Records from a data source
--- START ---
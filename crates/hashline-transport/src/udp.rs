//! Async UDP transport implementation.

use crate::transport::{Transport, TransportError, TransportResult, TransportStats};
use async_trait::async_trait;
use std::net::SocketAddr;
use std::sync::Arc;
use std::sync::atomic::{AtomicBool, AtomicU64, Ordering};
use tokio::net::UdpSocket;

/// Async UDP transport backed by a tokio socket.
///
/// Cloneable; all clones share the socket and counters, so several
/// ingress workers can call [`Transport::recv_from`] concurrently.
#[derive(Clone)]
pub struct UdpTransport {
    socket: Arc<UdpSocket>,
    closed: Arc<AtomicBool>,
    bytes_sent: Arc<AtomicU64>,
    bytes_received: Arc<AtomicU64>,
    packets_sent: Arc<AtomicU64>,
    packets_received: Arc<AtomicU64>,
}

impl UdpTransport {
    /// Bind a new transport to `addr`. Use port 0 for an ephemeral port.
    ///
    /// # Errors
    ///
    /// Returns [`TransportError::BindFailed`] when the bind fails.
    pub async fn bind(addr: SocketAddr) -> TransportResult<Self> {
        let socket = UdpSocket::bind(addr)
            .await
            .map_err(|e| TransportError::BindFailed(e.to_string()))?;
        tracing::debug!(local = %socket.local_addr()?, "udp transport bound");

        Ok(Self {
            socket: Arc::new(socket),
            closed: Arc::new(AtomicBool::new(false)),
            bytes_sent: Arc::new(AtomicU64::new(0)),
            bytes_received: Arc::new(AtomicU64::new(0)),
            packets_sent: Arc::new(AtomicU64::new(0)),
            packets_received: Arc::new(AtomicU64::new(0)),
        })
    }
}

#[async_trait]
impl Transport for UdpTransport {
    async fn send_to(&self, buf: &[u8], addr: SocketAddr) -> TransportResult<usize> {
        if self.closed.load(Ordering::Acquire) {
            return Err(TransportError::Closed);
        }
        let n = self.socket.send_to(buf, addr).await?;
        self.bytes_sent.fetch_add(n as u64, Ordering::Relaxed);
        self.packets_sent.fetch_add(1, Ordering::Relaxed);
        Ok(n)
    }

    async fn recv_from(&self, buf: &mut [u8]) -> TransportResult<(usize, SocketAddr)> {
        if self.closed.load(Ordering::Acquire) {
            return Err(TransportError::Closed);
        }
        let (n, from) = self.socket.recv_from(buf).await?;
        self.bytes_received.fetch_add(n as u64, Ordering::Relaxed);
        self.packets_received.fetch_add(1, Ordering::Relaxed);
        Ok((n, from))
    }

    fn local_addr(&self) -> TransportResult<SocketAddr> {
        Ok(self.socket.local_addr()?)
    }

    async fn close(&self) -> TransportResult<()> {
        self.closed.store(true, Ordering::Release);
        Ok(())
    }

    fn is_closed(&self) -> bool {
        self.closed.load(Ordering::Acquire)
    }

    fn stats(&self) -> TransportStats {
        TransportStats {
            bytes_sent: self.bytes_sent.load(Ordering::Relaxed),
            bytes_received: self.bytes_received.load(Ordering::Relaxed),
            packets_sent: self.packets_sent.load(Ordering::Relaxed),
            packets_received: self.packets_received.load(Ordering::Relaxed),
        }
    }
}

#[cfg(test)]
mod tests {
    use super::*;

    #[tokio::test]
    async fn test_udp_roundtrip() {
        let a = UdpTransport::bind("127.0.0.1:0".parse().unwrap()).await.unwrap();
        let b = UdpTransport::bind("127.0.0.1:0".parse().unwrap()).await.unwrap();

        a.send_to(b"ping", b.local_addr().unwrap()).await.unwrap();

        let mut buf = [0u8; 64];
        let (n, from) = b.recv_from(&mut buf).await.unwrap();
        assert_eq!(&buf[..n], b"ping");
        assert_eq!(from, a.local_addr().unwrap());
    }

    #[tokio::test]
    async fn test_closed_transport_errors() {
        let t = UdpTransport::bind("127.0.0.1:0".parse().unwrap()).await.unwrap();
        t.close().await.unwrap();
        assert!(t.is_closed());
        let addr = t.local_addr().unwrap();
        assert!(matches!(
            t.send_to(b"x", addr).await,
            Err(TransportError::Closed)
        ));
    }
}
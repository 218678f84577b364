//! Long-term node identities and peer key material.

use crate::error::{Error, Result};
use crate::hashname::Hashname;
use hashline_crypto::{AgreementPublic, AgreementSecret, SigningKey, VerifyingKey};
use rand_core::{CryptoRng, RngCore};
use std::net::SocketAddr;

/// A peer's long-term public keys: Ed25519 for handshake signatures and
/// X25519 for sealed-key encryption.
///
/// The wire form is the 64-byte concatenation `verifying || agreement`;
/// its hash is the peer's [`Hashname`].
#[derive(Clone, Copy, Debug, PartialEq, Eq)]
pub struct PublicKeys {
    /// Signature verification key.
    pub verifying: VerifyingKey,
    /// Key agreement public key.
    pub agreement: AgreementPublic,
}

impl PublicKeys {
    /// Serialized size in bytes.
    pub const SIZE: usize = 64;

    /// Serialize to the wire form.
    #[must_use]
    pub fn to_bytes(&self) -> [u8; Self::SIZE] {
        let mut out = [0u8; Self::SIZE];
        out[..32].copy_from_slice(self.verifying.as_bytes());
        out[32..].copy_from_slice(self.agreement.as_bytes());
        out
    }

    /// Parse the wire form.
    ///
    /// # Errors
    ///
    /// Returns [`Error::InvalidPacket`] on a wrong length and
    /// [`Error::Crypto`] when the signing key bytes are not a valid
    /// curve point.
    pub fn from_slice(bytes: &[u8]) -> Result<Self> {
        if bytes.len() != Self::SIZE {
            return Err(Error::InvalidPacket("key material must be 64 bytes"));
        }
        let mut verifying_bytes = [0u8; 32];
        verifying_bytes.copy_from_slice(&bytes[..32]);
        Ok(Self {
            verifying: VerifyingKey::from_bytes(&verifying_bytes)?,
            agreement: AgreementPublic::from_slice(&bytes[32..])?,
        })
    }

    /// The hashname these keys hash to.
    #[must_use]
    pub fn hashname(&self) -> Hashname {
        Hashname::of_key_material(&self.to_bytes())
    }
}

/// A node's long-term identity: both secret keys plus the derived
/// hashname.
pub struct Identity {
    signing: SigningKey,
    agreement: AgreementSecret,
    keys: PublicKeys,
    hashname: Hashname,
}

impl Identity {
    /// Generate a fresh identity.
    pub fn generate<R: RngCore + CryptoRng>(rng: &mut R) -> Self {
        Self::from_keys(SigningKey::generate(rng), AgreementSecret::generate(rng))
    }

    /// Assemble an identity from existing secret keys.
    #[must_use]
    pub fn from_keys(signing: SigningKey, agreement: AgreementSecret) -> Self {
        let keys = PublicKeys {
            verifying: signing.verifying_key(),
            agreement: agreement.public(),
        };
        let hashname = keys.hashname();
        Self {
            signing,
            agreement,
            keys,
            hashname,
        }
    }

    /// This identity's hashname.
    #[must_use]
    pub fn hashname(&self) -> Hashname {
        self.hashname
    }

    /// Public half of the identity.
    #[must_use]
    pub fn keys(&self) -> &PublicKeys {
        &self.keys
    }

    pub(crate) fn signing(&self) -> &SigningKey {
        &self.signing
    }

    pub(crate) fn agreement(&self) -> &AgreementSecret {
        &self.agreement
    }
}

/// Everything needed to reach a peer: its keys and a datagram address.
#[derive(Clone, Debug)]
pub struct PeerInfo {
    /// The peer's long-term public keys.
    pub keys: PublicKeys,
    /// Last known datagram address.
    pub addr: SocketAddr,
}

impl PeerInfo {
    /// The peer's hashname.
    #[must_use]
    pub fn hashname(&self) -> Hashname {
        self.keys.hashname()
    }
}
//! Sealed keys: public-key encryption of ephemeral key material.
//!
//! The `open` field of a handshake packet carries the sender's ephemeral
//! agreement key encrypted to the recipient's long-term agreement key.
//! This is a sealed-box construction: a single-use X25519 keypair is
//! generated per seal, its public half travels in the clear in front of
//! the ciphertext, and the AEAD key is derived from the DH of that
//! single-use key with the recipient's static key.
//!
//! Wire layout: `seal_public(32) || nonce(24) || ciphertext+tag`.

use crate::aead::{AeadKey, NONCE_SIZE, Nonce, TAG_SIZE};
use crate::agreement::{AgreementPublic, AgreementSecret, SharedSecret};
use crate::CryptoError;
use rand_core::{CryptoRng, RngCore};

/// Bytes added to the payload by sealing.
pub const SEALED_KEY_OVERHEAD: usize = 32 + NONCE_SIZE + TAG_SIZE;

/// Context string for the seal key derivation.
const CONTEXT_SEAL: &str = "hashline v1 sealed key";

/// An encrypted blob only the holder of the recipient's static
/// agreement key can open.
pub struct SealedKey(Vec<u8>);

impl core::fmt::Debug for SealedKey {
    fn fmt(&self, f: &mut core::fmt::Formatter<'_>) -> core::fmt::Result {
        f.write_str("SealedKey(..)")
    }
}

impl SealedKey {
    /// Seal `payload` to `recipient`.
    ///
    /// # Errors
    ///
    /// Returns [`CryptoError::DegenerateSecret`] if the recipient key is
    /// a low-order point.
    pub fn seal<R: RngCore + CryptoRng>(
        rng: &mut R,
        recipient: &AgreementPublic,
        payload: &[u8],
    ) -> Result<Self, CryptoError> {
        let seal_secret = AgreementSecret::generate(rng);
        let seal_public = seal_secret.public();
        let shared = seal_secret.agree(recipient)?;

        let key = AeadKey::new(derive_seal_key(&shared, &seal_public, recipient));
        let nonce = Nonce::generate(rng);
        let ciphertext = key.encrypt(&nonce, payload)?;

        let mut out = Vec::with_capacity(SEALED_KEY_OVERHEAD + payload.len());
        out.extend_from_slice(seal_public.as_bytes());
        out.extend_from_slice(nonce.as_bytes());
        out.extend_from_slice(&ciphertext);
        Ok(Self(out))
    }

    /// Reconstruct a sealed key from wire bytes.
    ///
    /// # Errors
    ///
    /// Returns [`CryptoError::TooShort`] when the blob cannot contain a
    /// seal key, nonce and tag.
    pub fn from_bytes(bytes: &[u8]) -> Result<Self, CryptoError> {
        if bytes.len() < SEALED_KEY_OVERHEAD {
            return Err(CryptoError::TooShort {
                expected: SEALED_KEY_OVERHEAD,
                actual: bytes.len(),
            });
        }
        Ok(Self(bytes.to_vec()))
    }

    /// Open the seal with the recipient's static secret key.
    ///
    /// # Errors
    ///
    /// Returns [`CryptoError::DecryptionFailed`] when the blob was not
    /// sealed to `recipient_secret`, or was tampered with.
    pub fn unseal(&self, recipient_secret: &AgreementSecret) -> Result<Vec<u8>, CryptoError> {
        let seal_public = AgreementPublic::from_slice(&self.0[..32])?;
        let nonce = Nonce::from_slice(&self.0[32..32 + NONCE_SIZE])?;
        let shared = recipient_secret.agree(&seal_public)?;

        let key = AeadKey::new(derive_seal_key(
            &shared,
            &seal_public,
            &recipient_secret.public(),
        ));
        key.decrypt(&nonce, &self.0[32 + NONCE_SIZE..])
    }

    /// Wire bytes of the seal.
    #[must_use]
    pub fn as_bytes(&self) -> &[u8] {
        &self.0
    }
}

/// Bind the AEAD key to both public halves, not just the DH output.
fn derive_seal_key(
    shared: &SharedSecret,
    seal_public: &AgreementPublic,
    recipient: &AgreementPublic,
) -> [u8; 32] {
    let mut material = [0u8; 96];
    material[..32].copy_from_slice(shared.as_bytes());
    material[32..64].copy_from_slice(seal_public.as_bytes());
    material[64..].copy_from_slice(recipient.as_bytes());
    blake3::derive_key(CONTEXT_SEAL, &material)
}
--- END ---
> [What you will do] The lines to show are those in the data above that include "node".

> [Response for this exercise]
//! Long-term node identities and peer key material.
/// A node's long-term identity: both secret keys plus the derived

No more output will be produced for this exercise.